Pour ma part, je me com­pa­re­rais plu­tôt à un pay­san qui culti­ve­rait plu­sieurs champs ; dans l’un il ferait des bet­te­raves, dans un autre de la luzerne, dans un troi­sième du maïs, etc. De la même manière, les livres que j’ai écrits se rat­tachent à quatre champs dif­fé­rents, quatre modes d’interrogation qui posent peut-être en fin de compte la même ques­tion, mais la posent selon des pers­pec­tives par­ti­cu­lières cor­res­pon­dant chaque fois pour moi à un autre type de tra­vail lit­té­raire.
Que dire de plus si ce n’est que le pay­san peut aussi culti­ver de l’herbe et faire pous­ser des mots, que cette grande ques­tion doit certes être maintes fois for­mu­lée jusqu’à l’épuisement du lieu ?

Au 13 de la rue Linné, on aime la langue, on dévore les livres à plat ventre sur son lit et on les écrit
assis sur un cous­sin, en atten­dant les fes­tins d’amis, les agapes gar­gan­tuesques et les ban­quets bénis.

(…) mon ambi­tion d’écrivain, notait notre ami Georges, serait de par­cou­rir toute la lit­té­ra­ture de mon temps sans jamais avoir le sen­ti­ment de reve­nir sur mes pas ou de remar­cher dans mes propres traces, et d’écrire tout ce qui est pos­sible à un homme d’aujourd’hui d’écrire : des livres gros et des livres courts, des romans et des poèmes, des drames, des livrets d’opéra, des romans poli­ciers, des romans d’aventures, des romans de science-fiction, des feuille­tons, des livres pour enfants…
Avec grand plai­sir Georges, et bien d’autres encore, des livres ronds et des ovales, des visages, des voyages et même de ceux qui n’existent pas et qui ne s’écriront jamais.
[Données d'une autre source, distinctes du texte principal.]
//! Example: Bridging topics over an in-memory loopback transport
//!
//! The transport here echoes every sent frame back as a cloud-to-device message, which
//! is enough to watch the whole path: framing on publish, wildcard matching on receive,
//! and the pump/sleep rhythm of a delivery.
//!
//! # Key Concepts
//!
//! - Implement `IotPlatform` and `IotSession` over whatever SDK the device uses
//! - Subscribe with `+` and `#` wildcards; matching happens on the device
//! - Use the `_blocking` API when there is no async executor
//!
//! Run with `cargo run --example loopback_bridge`.

use std::collections::VecDeque;
use std::convert::Infallible;

use embassy_time::Duration;
use myrtio_iot_bridge::transport::{
    ConfirmationResult, ConnectionDescriptor, ConnectionStatus, InboundMessage, IotPlatform,
    IotSession, SendToken, SessionEvents, SessionOption, StatusReason,
};
use myrtio_iot_bridge::{BridgeClient, BridgeOptions, Topic};

const TEMPERATURE_TOPIC: &str = "sensors/kitchen/temp";
const SWITCH_TOPIC: &str = "actuators/kitchen/light";

struct LoopbackPlatform;

impl IotPlatform for LoopbackPlatform {
    type Error = Infallible;
    type Session = LoopbackSession;

    fn initialize(&mut self) -> Result<(), Self::Error> {
        Ok(())
    }

    fn shutdown(&mut self) {}

    fn create_session(
        &mut self,
        descriptor: &ConnectionDescriptor<'_>,
    ) -> Result<Self::Session, Self::Error> {
        println!("session for {}", descriptor.connection_string);
        Ok(LoopbackSession::default())
    }
}

#[derive(Default)]
struct LoopbackSession {
    connected: bool,
    queued: VecDeque<(Vec<u8>, SendToken)>,
}

impl IotSession for LoopbackSession {
    type Error = Infallible;

    fn set_option(&mut self, _option: SessionOption) -> Result<(), Self::Error> {
        Ok(())
    }

    fn submit_send(&mut self, frame: &[u8], token: SendToken) -> Result<(), Self::Error> {
        self.queued.push_back((frame.to_vec(), token));
        Ok(())
    }

    fn pump_once(&mut self, events: &mut dyn SessionEvents) {
        if !self.connected {
            self.connected = true;
            events.on_connection_status(ConnectionStatus::Authenticated, StatusReason::Ok);
        }
        while let Some((frame, token)) = self.queued.pop_front() {
            events.on_send_confirmed(token, ConfirmationResult::Ok);
            let disposition = events.on_message(InboundMessage::bytes(&frame));
            println!("echoed {:?} -> {:?}", String::from_utf8_lossy(&frame), disposition);
        }
    }

    fn destroy(self) {
        println!("session destroyed");
    }
}

struct StdDelay;

impl embedded_hal::delay::DelayNs for StdDelay {
    fn delay_ns(&mut self, ns: u32) {
        std::thread::sleep(std::time::Duration::from_nanos(ns.into()));
    }
}

fn print_message(topic: Topic<'_>, payload: &[u8]) {
    println!("received {} bytes on {}", payload.len(), topic);
}

fn main() {
    let options = BridgeOptions::new("HostName=hub.local;DeviceId=demo;SharedAccessKey=none")
        .with_pump_interval(Duration::from_millis(200));
    let mut client = BridgeClient::<_, _, _, 4, 256>::new(
        LoopbackPlatform,
        StdDelay,
        options,
        print_message,
    );

    if let Err(e) = client.connect_blocking() {
        eprintln!("connect failed: {}", e);
        return;
    }
    for pattern in ["sensors/+/temp", "actuators/#"] {
        if let Err(e) = client.subscribe(pattern) {
            eprintln!("subscribe {} failed: {}", pattern, e);
        }
    }

    for (topic, payload) in [
        (TEMPERATURE_TOPIC, b"21.5".as_slice()),
        (SWITCH_TOPIC, b"on".as_slice()),
        ("diagnostics/uptime", b"3600".as_slice()),
    ] {
        match client.publish_blocking(topic, payload) {
            Ok(report) => println!(
                "{}: submitted {}, confirmed {}",
                topic, report.submitted, report.confirmed
            ),
            Err(e) => eprintln!("{}: {}", topic, e),
        }
    }

    client.disconnect();
}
Mais écrivons-les quand même et trou­vons et prou­vons notre mou­ve­ment dans la marche.

(…) de la suc­ces­sion de mes livres, rajou­tait ce cher Georges, naît pour moi le sen­ti­ment, par­fois récon­for­tant, par­fois incon­for­table (parce que tou­jours sus­pendu à un “livre à venir”, à un inachevé dési­gnant l’indicible vers quoi tend déses­pé­ré­ment le désir d’écrire), qu’ils par­courent un che­min, balisent un espace, jalonnent un iti­né­raire tâton­nant, décrivent point par point les étapes d’une recherche dont je ne sau­rais dire le “pour­quoi” mais seule­ment le “com­ment” : je sens confu­sé­ment que les livres que j’ai écrits s’inscrivent, prennent leur sens dans une image glo­bale que je me fais de la lit­té­ra­ture, mais il me semble que je ne pour­rai jamais sai­sir pré­ci­sé­ment cette image, qu’elle est pour moi un au-delà de l’écriture, un “pour­quoi j’écris” auquel je ne peux répondre qu’en écri­vant, dif­fé­rant sans cesse l’instant même où, ces­sant d’écrire, cette image devien­drait visible, comme un puzzle inexo­ra­ble­ment achevé.

Notre vie peut être le plus mer­veilleux de nos livres — s’écrivant chaque ins­tant sans retour — parce qu’elle nous offre géné­reu­se­ment la pos­si­bi­lité d’être l’auteur de notre liberté, le maître de nos propres mots afin de mode­ler notre propre monde. Il suf­fit d’en prendre conscience et d’en com­prendre le mode d’emploi.
Tout ima­gi­ner sans se perdre, oser tous les rêves, rele­ver tous les défis, ten­ter toutes les mises en pièce, bra­ver toutes les mises en boîtes. Sai­sir les syn­chro­ni­ci­tés, jalon­ner avec les jubi­la­tions du hasard. Savoir, être et com­prendre. Vou­loir, pou­voir, faire et lâcher prise. Se taire enfin, et lais­ser jaillir la Joie.

Soyons réso­lu­ment de tous les miracles.

pierre bon­nasse

Georges Perec, “Pen­ser, clas­ser”, Le Seuil coll. “Librai­rie du XXe siècle”, mai 2003, 175 p. — 15,00 €.